Valentine’s Day is one of the busiest days of the year. It is an extra special occasion for the hospitality industry. This day most of the customers prefer to dine-in at restaurants. As the day is coming closer, is your restaurant prepared for celebrations? Valentine’s begins much before the actual day. It is an entire week full of love and merriment. So, you can drive more sales for 7 days straight if you have the correct strategy to attract customers.

Don’t worry. We’ve got you covered. Here are some tips to make preparations at your place in advance.

Set the mood

Valentine’s screams romance. Prepare your restaurant accordingly. Make your customers feel cosy and comfortable. Dim the light. Decorate your interior with flowers. Make changes in your table reservation. Hire a band to perform or play soft songs while your customers dine-in.

Customize your menu

Nowadays, you do not have to put efforts into preparing a new menu. You can do it digitally. You can add bite seized dishes, sweet delights etc to your regular menu. You can also create an entirely separate Valentine’s Special menu for dine-in. Place cute romantic names for dishes.
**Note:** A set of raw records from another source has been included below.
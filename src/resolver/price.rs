// src/resolver/price.rs
//! Price text → number. Handles Brazilian (`R$ 1.234,56`) and US
//! (`$1,234.56`) grouping as well as bare numbers.

use serde_json::Value;

/// Parse a price string. Returns `None` unless the result is a positive, finite number.
pub fn parse_price(raw: &str) -> Option<f64> {
    // Keep the first run that contains digits and separators.
    let start = raw.find(|c: char| c.is_ascii_digit())?;
    let body: String = raw[start..]
        .chars()
        .take_while(|c| c.is_ascii_digit() || matches!(c, '.' | ',' | ' ' | '\u{a0}'))
        .filter(|c| c.is_ascii_digit() || matches!(c, '.' | ','))
        .collect();
    let body = body.trim_end_matches(['.', ',']);

    let last_dot = body.rfind('.');
    let last_comma = body.rfind(',');
    let normalized = match (last_dot, last_comma) {
        (Some(d), Some(c)) => {
            if c > d {
                // 1.234,56
                body.replace('.', "").replace(',', ".")
            } else {
                // 1,234.56
                body.replace(',', "")
            }
        }
        (None, Some(_)) => decimal_or_grouping(body, ','),
        (Some(_), None) => decimal_or_grouping(body, '.'),
        (None, None) => body.to_string(),
    };

    let v: f64 = normalized.parse().ok()?;
    (v.is_finite() && v > 0.0).then_some(v)
}

/// A lone separator followed by exactly three digits is grouping (`1.299`);
/// anything else with one separator is a decimal mark.
fn decimal_or_grouping(body: &str, sep: char) -> String {
    let parts: Vec<&str> = body.split(sep).collect();
    let grouping = parts.len() > 2 || parts.last().is_some_and(|tail| tail.len() == 3);
    if grouping {
        parts.concat()
    } else {
        body.replace(sep, ".")
    }
}

/// Price from a JSON value (number or string).
pub fn price_from_json(v: &Value) -> Option<f64> {
    match v {
        Value::Number(n) => n.as_f64().filter(|p| p.is_finite() && *p > 0.0),
        Value::String(s) => parse_price(s),
        _ => None,
    }
}
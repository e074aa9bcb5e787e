//! Timeout + exponential backoff around a single admitted request.
//!
//! Runs as an explicit state machine so the attempt bound is visible:
//! `Attempting(n) -> BackingOff(n) -> Attempting(n + 1) -> ... -> Done`.

use std::future::Future;
use std::time::Duration;

use metrics::counter;
use tracing::{debug, warn};

use crate::config::SourceConfig;
use crate::error::{ExtractError, ExtractResult};

pub const BASE_DELAY_MS: u64 = 1_000;
pub const MAX_DELAY_MS: u64 = 16_000;
/// Upper bound of the random jitter, as a fraction of the base delay.
pub const JITTER_RATIO: f64 = 0.3;

#[derive(Debug, Clone, Copy, PartialEq, Eq)]
pub struct RetryPolicy {
    /// Attempts in total, the first one included.
    pub max_attempts: u32,
    pub timeout: Duration,
}

impl From<&SourceConfig> for RetryPolicy {
    fn from(cfg: &SourceConfig) -> Self {
        Self {
            max_attempts: cfg.max_retries.max(1),
            timeout: cfg.timeout(),
        }
    }
}

/// `min(1000 * 2^retry, 16000)` ms, before jitter.
pub fn base_delay(retry: u32) -> Duration {
    let ms = 2u64
        .saturating_pow(retry)
        .saturating_mul(BASE_DELAY_MS)
        .min(MAX_DELAY_MS);
    Duration::from_millis(ms)
}

/// Base delay plus up to 30% random jitter.
pub fn backoff_delay(retry: u32) -> Duration {
    let base = base_delay(retry);
    let jitter = base.mul_f64(JITTER_RATIO * rand::random::<f64>());
    base + jitter
}

#[derive(Debug)]
pub struct RetryOutcome<T> {
    pub result: ExtractResult<T>,
    pub attempts: u32,
}

enum Step {
    Attempting(u32),
    BackingOff { attempt: u32, delay: Duration },
}

/// Run `op` under `policy`. Non-retriable errors end the loop at once; an
/// `InvalidResponse` is retried at most once.
pub async fn run_with_retry<T, F, Fut>(
    source: &str,
    policy: RetryPolicy,
    mut op: F,
) -> RetryOutcome<T>
where
    F: FnMut() -> Fut,
    Fut: Future<Output = ExtractResult<T>>,
{
    let max_attempts = policy.max_attempts.max(1);
    let mut invalid_seen = false;
    let mut step = Step::Attempting(1);

    loop {
        match step {
            Step::Attempting(attempt) => {
                let err = match tokio::time::timeout(policy.timeout, op()).await {
                    Ok(Ok(value)) => {
                        return RetryOutcome {
                            result: Ok(value),
                            attempts: attempt,
                        }
                    }
                    Ok(Err(e)) => e,
                    Err(_) => ExtractError::Timeout(policy.timeout),
                };

                let retry_invalid = match err {
                    ExtractError::InvalidResponse(_) => !std::mem::replace(&mut invalid_seen, true),
                    _ => true,
                };

                if !err.is_retriable() || !retry_invalid || attempt >= max_attempts {
                    if err.is_retriable() {
                        warn!(target: "limiter", source, attempt, error = %err, "retries exhausted");
                    } else {
                        debug!(target: "limiter", source, attempt, error = %err, "non-retriable failure");
                    }
                    return RetryOutcome {
                        result: Err(err),
                        attempts: attempt,
                    };
                }

                let delay = backoff_delay(attempt - 1);
                debug!(
                    target: "limiter",
                    source,
                    attempt,
                    delay_ms = delay.as_millis() as u64,
                    error = %err,
                    "retrying after backoff"
                );
                counter!("extract_source_retries_total", "source" => source.to_string())
                    .increment(1);
                step = Step::BackingOff { attempt, delay };
            }
            Step::BackingOff { attempt, delay } => {
                tokio::time::sleep(delay).await;
                step = Step::Attempting(attempt + 1);
            }
        }
    }
}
Give something to remember

Your customers will not forget how you made them feel on a special day. So, give them special gifts. It can be roses, complimentary dessert and gift cards. Whatever you give, it will always be remembered as a sweet gesture.

Prepare for proposals

Proposes are about to pour in during the entire week. So, stay prepared to witness some at your own venue. Keep your champagne, confetti and complimentary gifts ready. Also, help the customers who would like your assistance with the proposal. Instruct your staff accordingly.

Go the extra mile

You can arrange couple-friendly games and events. Also, set up a separate photo booth where your dine in customers can go and click pictures. Add useful props to the setting to make it more fun.

All this is more than enough for your venue to be ready for Valentine’s Week. So, follow the tips and prepare accordingly.